20th-century oboe concerto by John Corigliano

The Concerto for Oboe and Orchestra is a composition for solo oboe and orchestra by the American composer John Corigliano. The work was commissioned by the New York State Council on the Arts and was first performed in Carnegie Hall on November 9, 1975, by the oboist Bert Lucarelli and the American Symphony Orchestra under the conductor Kazuyoshi Akiyama.

==Composition==
===Background===
Corigliano described the composition of the Oboe Concerto in the score program notes, writing:
In the Oboe Concerto it was the instrument itself that gave me the variety of materials.
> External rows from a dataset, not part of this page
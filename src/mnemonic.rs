//! BIP39 mnemonic secrets and BIP32 HD key derivation.
//!
//! A mnemonic is a scoped secret: created from CSPRNG entropy or a
//! user-supplied phrase, checksum-validated, used to derive a seed, and
//! zeroized on drop. Key pairs derive through PBKDF2-HMAC-SHA512 and the
//! configured HD path.

use bip32::{DerivationPath, XPrv};
use bip39::Language;
use k256::SecretKey;
use rand_core::{OsRng, RngCore};
use zeroize::{Zeroize, Zeroizing};

use crate::error::{EciesError, ErrorKind, Result};
use crate::keys::KeyPair;

/// Derivation path used for mnemonic-derived keys.
pub const DEFAULT_HD_PATH: &str = "m/44'/60'/0'/0/0";

// ---------------------------------------------------------------------------
// Strength
// ---------------------------------------------------------------------------

/// Allowed entropy strengths for generated mnemonics.
#[derive(Clone, Copy, Debug, PartialEq, Eq)]
pub enum MnemonicStrength {
    /// 128 bits of entropy, 12 words.
    Bits128,
    /// 256 bits of entropy, 24 words.
    Bits256,
}

impl MnemonicStrength {
    pub fn bits(self) -> u32 {
        match self {
            Self::Bits128 => 128,
            Self::Bits256 => 256,
        }
    }

    pub fn entropy_len(self) -> usize {
        self.bits() as usize / 8
    }

    pub fn word_count(self) -> usize {
        match self {
            Self::Bits128 => 12,
            Self::Bits256 => 24,
        }
    }
}

// ---------------------------------------------------------------------------
// Mnemonic secret
// ---------------------------------------------------------------------------

/// An owned BIP39 English mnemonic. Zeroized on drop.
#[derive(Debug)]
pub struct Mnemonic {
    inner: bip39::Mnemonic,
}

impl Mnemonic {
    /// Generate a fresh mnemonic at the given strength.
    pub fn generate(strength: MnemonicStrength) -> Result<Self> {
        let mut entropy = Zeroizing::new(vec![0u8; strength.entropy_len()]);
        OsRng.fill_bytes(&mut entropy);
        let inner = bip39::Mnemonic::from_entropy_in(Language::English, &entropy)
            .map_err(|_| ErrorKind::InvalidMnemonic)?;
        Ok(Self { inner })
    }

    /// Accept a user-supplied phrase: lowercase English words separated by
    /// single spaces, 12/15/18/21/24 words, checksum-validated.
    pub fn parse(phrase: &str) -> Result<Self> {
        let inner = bip39::Mnemonic::parse_in_normalized(Language::English, phrase)
            .map_err(|_| ErrorKind::InvalidMnemonic)?;
        Ok(Self { inner })
    }

    pub fn word_count(&self) -> usize {
        self.inner.word_count()
    }

    /// The phrase itself. The returned buffer zeroizes on drop; avoid
    /// copying it further.
    pub fn phrase(&self) -> Zeroizing<String> {
        Zeroizing::new(self.inner.to_string())
    }

    /// PBKDF2-HMAC-SHA512 seed (64 bytes), zeroized on drop.
    pub fn to_seed(&self, passphrase: &str) -> Zeroizing<[u8; 64]> {
        Zeroizing::new(self.inner.to_seed_normalized(passphrase))
    }

    /// Derive the key pair at `path` (BIP32, secp256k1).
    pub fn derive_keypair(&self, passphrase: &str, path: &str) -> Result<KeyPair> {
        let seed = self.to_seed(passphrase);
        derive_keypair_from_seed(seed.as_ref(), path)
    }
}

impl Drop for Mnemonic {
    fn drop(&mut self) {
        self.inner.zeroize();
    }
}

/// BIP32 child derivation from a raw seed.
pub fn derive_keypair_from_seed(seed: &[u8], path: &str) -> Result<KeyPair> {
    let path: DerivationPath = path
        .parse()
        .map_err(|_| EciesError::new(ErrorKind::FailedToDeriveRootKey).with_detail("bad HD path"))?;
    let xprv = XPrv::derive_from_path(seed, &path)
        .map_err(|_| ErrorKind::FailedToDeriveRootKey)?;
    let secret = SecretKey::from_slice(&xprv.private_key().to_bytes())
        .map_err(|_| ErrorKind::FailedToDeriveRootKey)?;
    Ok(KeyPair::from_secret(secret))
}

#[cfg(test)]
mod tests {
    use super::*;

    // BIP39 reference vector (all-zero entropy).
    const VECTOR_PHRASE: &str = "abandon abandon abandon abandon abandon abandon \
         abandon abandon abandon abandon abandon about";

    #[test]
    fn generated_strengths_have_expected_word_counts() {
        assert_eq!(Mnemonic::generate(MnemonicStrength::Bits128).unwrap().word_count(), 12);
        assert_eq!(Mnemonic::generate(MnemonicStrength::Bits256).unwrap().word_count(), 24);
    }

    #[test]
    fn parse_accepts_valid_checksum() {
        let m = Mnemonic::parse(VECTOR_PHRASE).unwrap();
        assert_eq!(m.word_count(), 12);
        assert_eq!(m.phrase().as_str(), VECTOR_PHRASE.split_whitespace().collect::<Vec<_>>().join(" "));
    }

    #[test]
    fn parse_rejects_bad_checksum_and_garbage() {
        // Last word altered: checksum no longer matches.
        let bad = VECTOR_PHRASE.replace("about", "abandon");
        assert!(matches!(
            Mnemonic::parse(&bad).unwrap_err().kind(),
            ErrorKind::InvalidMnemonic
        ));
        assert!(Mnemonic::parse("definitely not a mnemonic").is_err());
        assert!(Mnemonic::parse("").is_err());
    }

    #[test]
    fn seed_matches_bip39_vector() {
        let m = Mnemonic::parse(VECTOR_PHRASE).unwrap();
        let seed = m.to_seed("TREZOR");
        assert_eq!(
            hex::encode(&seed[..32]),
            "c55257c360c07c72029aebc1b53c05ed0362ada38ead3e3e9efa3708e5349553"
        );
    }

    #[test]
    fn derivation_is_deterministic() {
        let m = Mnemonic::parse(VECTOR_PHRASE).unwrap();
        let a = m.derive_keypair("", DEFAULT_HD_PATH).unwrap();
        let b = m.derive_keypair("", DEFAULT_HD_PATH).unwrap();
        assert_eq!(*a.private_bytes(), *b.private_bytes());
        assert_eq!(a.public_compressed(), b.public_compressed());
    }

    #[test]
    fn passphrase_and_path_change_the_key() {
        let m = Mnemonic::parse(VECTOR_PHRASE).unwrap();
        let base = m.derive_keypair("", DEFAULT_HD_PATH).unwrap();
        let passworded = m.derive_keypair("trust", DEFAULT_HD_PATH).unwrap();
        let sibling = m.derive_keypair("", "m/44'/60'/0'/0/1").unwrap();
        assert_ne!(*base.private_bytes(), *passworded.private_bytes());
        assert_ne!(*base.private_bytes(), *sibling.private_bytes());
    }

    #[test]
    fn malformed_path_rejected() {
        let m = Mnemonic::parse(VECTOR_PHRASE).unwrap();
        assert!(matches!(
            m.derive_keypair("", "not/a/path").unwrap_err().kind(),
            ErrorKind::FailedToDeriveRootKey
        ));
    }
}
The oboe is capable of doing things other than playing a beautiful melodic line, and I used some of its unique abilities as building blocks for my concerto. For example, along with the bassoon the oboe is unique in that its lower register is its most forceful. This special quality gave me the idea of constructing a movement where there would be a dynamic arch which was reversed – i.e., the oboe would begin high and soft, drop to the bottom of its range for the music's "peak," then ascend for a quiet end.
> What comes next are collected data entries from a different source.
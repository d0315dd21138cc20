//! Wire format constants and the shared frame prefix.
//!
//! Every frame starts with `version[1] || cipher_suite[1] || type[1]`.
//! Multi-byte integers are big-endian. Layouts:
//!
//! ```text
//! SIMPLE   (33): prefix[3] || ephemeral_pk[65] || iv[16] || tag[16]                     = 100
//! SINGLE   (66): SIMPLE layout || data_length[8]                                        = 108
//! MULTIPLE (99): SIMPLE layout || data_length[8] || count[2]
//!                || id[w] * N || wrapped_key[129] * N                                   = 110 + N*(w+129)
//! ```
//!
//! each followed by ciphertext whose length equals the plaintext length
//! (AES-GCM does not expand plaintext; the tag lives in the header).

use crate::error::{EciesError, ErrorKind, Result};

/// Version byte carried by every frame.
pub const VERSION: u8 = 1;

/// Cipher-suite byte: secp256k1 + AES-256-GCM + HKDF-SHA256.
pub const CIPHER_SUITE: u8 = 1;

// ---------------------------------------------------------------------------
// Component sizes
// ---------------------------------------------------------------------------

/// Uncompressed SEC1 public key (0x04 prefix).
pub const PUBLIC_KEY_LENGTH: usize = 65;

/// Legacy raw public key: uncompressed without the 0x04 prefix.
pub const RAW_PUBLIC_KEY_LENGTH: usize = 64;

/// Compressed SEC1 public key (0x02/0x03 prefix).
pub const COMPRESSED_PUBLIC_KEY_LENGTH: usize = 33;

/// Private scalar size.
pub const PRIVATE_KEY_LENGTH: usize = 32;

pub const SYMMETRIC_KEY_LENGTH: usize = 32;
pub const IV_LENGTH: usize = 16;
pub const AUTH_TAG_LENGTH: usize = 16;

/// Compact ECDSA signature: r[32] || s[32].
pub const SIGNATURE_LENGTH: usize = 64;

/// SHA3-512 checksum size.
pub const CHECKSUM_LENGTH: usize = 64;

/// Big-endian u64 payload length field.
pub const DATA_LENGTH_SIZE: usize = 8;

/// Big-endian u16 recipient count field.
pub const RECIPIENT_COUNT_SIZE: usize = 2;

/// Per-recipient wrapped key:
/// recipient_pk[65] || iv[16] || tag[16] || wrapped_content_key[32].
pub const ENCRYPTED_KEY_SIZE: usize =
    PUBLIC_KEY_LENGTH + IV_LENGTH + AUTH_TAG_LENGTH + SYMMETRIC_KEY_LENGTH; // 129

/// Shared prefix: version + cipher suite + encryption type.
pub const PREFIX_LENGTH: usize = 3;

/// SIMPLE fixed overhead.
pub const SIMPLE_OVERHEAD: usize =
    PREFIX_LENGTH + PUBLIC_KEY_LENGTH + IV_LENGTH + AUTH_TAG_LENGTH; // 100

/// SINGLE fixed overhead.
pub const SINGLE_OVERHEAD: usize = SIMPLE_OVERHEAD + DATA_LENGTH_SIZE; // 108

/// MULTIPLE fixed overhead, before the per-recipient tables.
pub const MULTIPLE_FIXED_OVERHEAD: usize =
    SIMPLE_OVERHEAD + DATA_LENGTH_SIZE + RECIPIENT_COUNT_SIZE; // 110

/// Recipient count must fit in a u16.
pub const MAX_RECIPIENTS: usize = u16::MAX as usize;

/// Total MULTIPLE header size for `recipient_count` recipients whose ids are
/// `id_width` bytes wide.
pub fn multiple_overhead(recipient_count: usize, id_width: usize) -> usize {
    MULTIPLE_FIXED_OVERHEAD + recipient_count * (id_width + ENCRYPTED_KEY_SIZE)
}

// ---------------------------------------------------------------------------
// Encryption-type tag
// ---------------------------------------------------------------------------

/// The mode byte embedded in every frame. The byte in the frame is the
/// single source of truth for the framing mode.
#[derive(Clone, Copy, Debug, PartialEq, Eq)]
#[repr(u8)]
pub enum EncryptionType {
    /// Single recipient, no explicit length field.
    Simple = 33,
    /// Single recipient with explicit data length.
    Single = 66,
    /// Multi-recipient envelope.
    Multiple = 99,
}

impl EncryptionType {
    pub fn as_byte(self) -> u8 {
        self as u8
    }

    pub fn from_byte(byte: u8) -> Result<Self> {
        match byte {
            33 => Ok(Self::Simple),
            66 => Ok(Self::Single),
            99 => Ok(Self::Multiple),
            other => Err(ErrorKind::InvalidEncryptionType { actual: other }.into()),
        }
    }

    /// Fixed overhead for the single-recipient variants. MULTIPLE overhead
    /// depends on the recipient table; see [`multiple_overhead`].
    pub fn fixed_overhead(self) -> usize {
        match self {
            Self::Simple => SIMPLE_OVERHEAD,
            Self::Single => SINGLE_OVERHEAD,
            Self::Multiple => MULTIPLE_FIXED_OVERHEAD,
        }
    }
}

// ---------------------------------------------------------------------------
// Prefix codec
// ---------------------------------------------------------------------------

/// Append `version || cipher_suite || type` to an output frame.
pub fn write_prefix(out: &mut Vec<u8>, encryption_type: EncryptionType) {
    out.push(VERSION);
    out.push(CIPHER_SUITE);
    out.push(encryption_type.as_byte());
}

/// Validate the prefix at `offset`, requiring `expected` as the type byte.
pub fn read_prefix(data: &[u8], offset: usize, expected: EncryptionType) -> Result<()> {
    let actual = read_frame_type(data, offset)?;
    if actual != expected {
        return Err(EciesError::new(ErrorKind::EncryptionTypeMismatch {
            expected: expected.as_byte(),
            actual: actual.as_byte(),
        })
        .at_position(offset + 2));
    }
    Ok(())
}

/// Validate version and cipher-suite bytes at `offset` and return the frame's
/// declared encryption type.
pub fn read_frame_type(data: &[u8], offset: usize) -> Result<EncryptionType> {
    if data.len() < offset + PREFIX_LENGTH {
        return Err(ErrorKind::InvalidHeaderLength {
            minimum: offset + PREFIX_LENGTH,
            actual: data.len(),
        }
        .into());
    }
    let version = data[offset];
    if version != VERSION {
        return Err(EciesError::new(ErrorKind::InvalidVersion {
            expected: VERSION,
            actual: version,
        })
        .at_position(offset));
    }
    let suite = data[offset + 1];
    if suite != CIPHER_SUITE {
        return Err(EciesError::new(ErrorKind::InvalidCipherSuite {
            expected: CIPHER_SUITE,
            actual: suite,
        })
        .at_position(offset + 1));
    }
    EncryptionType::from_byte(data[offset + 2]).map_err(|e| e.at_position(offset + 2))
}

#[cfg(test)]
mod tests {
    use super::*;

    #[test]
    fn overhead_arithmetic() {
        assert_eq!(SIMPLE_OVERHEAD, 100);
        assert_eq!(SINGLE_OVERHEAD, 108);
        assert_eq!(MULTIPLE_FIXED_OVERHEAD, 110);
        assert_eq!(ENCRYPTED_KEY_SIZE, 129);
        assert_eq!(multiple_overhead(2, 12), 110 + 2 * 141);
    }

    #[test]
    fn type_byte_roundtrip() {
        for ty in [EncryptionType::Simple, EncryptionType::Single, EncryptionType::Multiple] {
            assert_eq!(EncryptionType::from_byte(ty.as_byte()).unwrap(), ty);
        }
        assert_eq!(EncryptionType::Simple.as_byte(), 0x21);
        assert_eq!(EncryptionType::Single.as_byte(), 0x42);
        assert_eq!(EncryptionType::Multiple.as_byte(), 0x63);
    }

    #[test]
    fn unknown_type_byte_rejected() {
        let err = EncryptionType::from_byte(0x00).unwrap_err();
        assert_eq!(err.kind(), &ErrorKind::InvalidEncryptionType { actual: 0 });
    }

    #[test]
    fn prefix_validation_order() {
        let mut frame = Vec::new();
        write_prefix(&mut frame, EncryptionType::Simple);

        let mut bad_version = frame.clone();
        bad_version[0] = 2;
        assert!(matches!(
            read_prefix(&bad_version, 0, EncryptionType::Simple).unwrap_err().kind(),
            ErrorKind::InvalidVersion { actual: 2, .. }
        ));

        let mut bad_suite = frame.clone();
        bad_suite[1] = 9;
        assert!(matches!(
            read_prefix(&bad_suite, 0, EncryptionType::Simple).unwrap_err().kind(),
            ErrorKind::InvalidCipherSuite { actual: 9, .. }
        ));

        assert!(matches!(
            read_prefix(&frame, 0, EncryptionType::Single).unwrap_err().kind(),
            ErrorKind::EncryptionTypeMismatch { expected: 0x42, actual: 0x21 }
        ));
    }

    #[test]
    fn prefix_respects_preamble_offset() {
        let mut frame = vec![0xEE, 0xEE, 0xEE, 0xEE];
        write_prefix(&mut frame, EncryptionType::Multiple);
        assert_eq!(read_frame_type(&frame, 4).unwrap(), EncryptionType::Multiple);
        assert!(read_frame_type(&frame, 0).is_err());
    }
}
The concerto is cast in five brief movements, the form itself arising from the different aspects of the oboe. Before I begin to write a piece I always want to know how each movement will relate to the other. Every movement of the Oboe Concerto – each based on a different quality of the instrument – was mapped out in advance: the way the first is based on the tuning ritual, the fact that the second avoids a climax, the use of multiphonics (non-definable chords, often using quarter-tones or tones between tones) in the third, the reverse-arch form in the fourth, the Arabic oboe in the finale.

===Music===
The concerto has a duration of roughly 26 minutes and is composed in five short movements:
The work is scored for a solo oboe and orchestra, comprising two flutes (doubling piccolo), oboe, two clarinets (doubling E-flat clarinet), two bassoons, two horns, trumpet, trombone, timpani, three percussionists, xylophone, harp, piano (doubling celesta), and strings.

==Reception==
Edward Seckerson of Gramophone praised the concerto, writing:
As with the Clarinet Concerto, Corigliano seeks wilfully to disregard traditional role models. His oboe is pitted against unreasonable opposition partly to extend its range, to stretch its rarely heard dramatic potential. Forceful multiphonics are brought to bear in the scherzo, while the finale goes middle-eastern, with a pungent simulation (no lip or tongue contact with the reeds) of the Moroccan oboe, the rheita. All of which effectively counters and complements the oboe's singing qualities.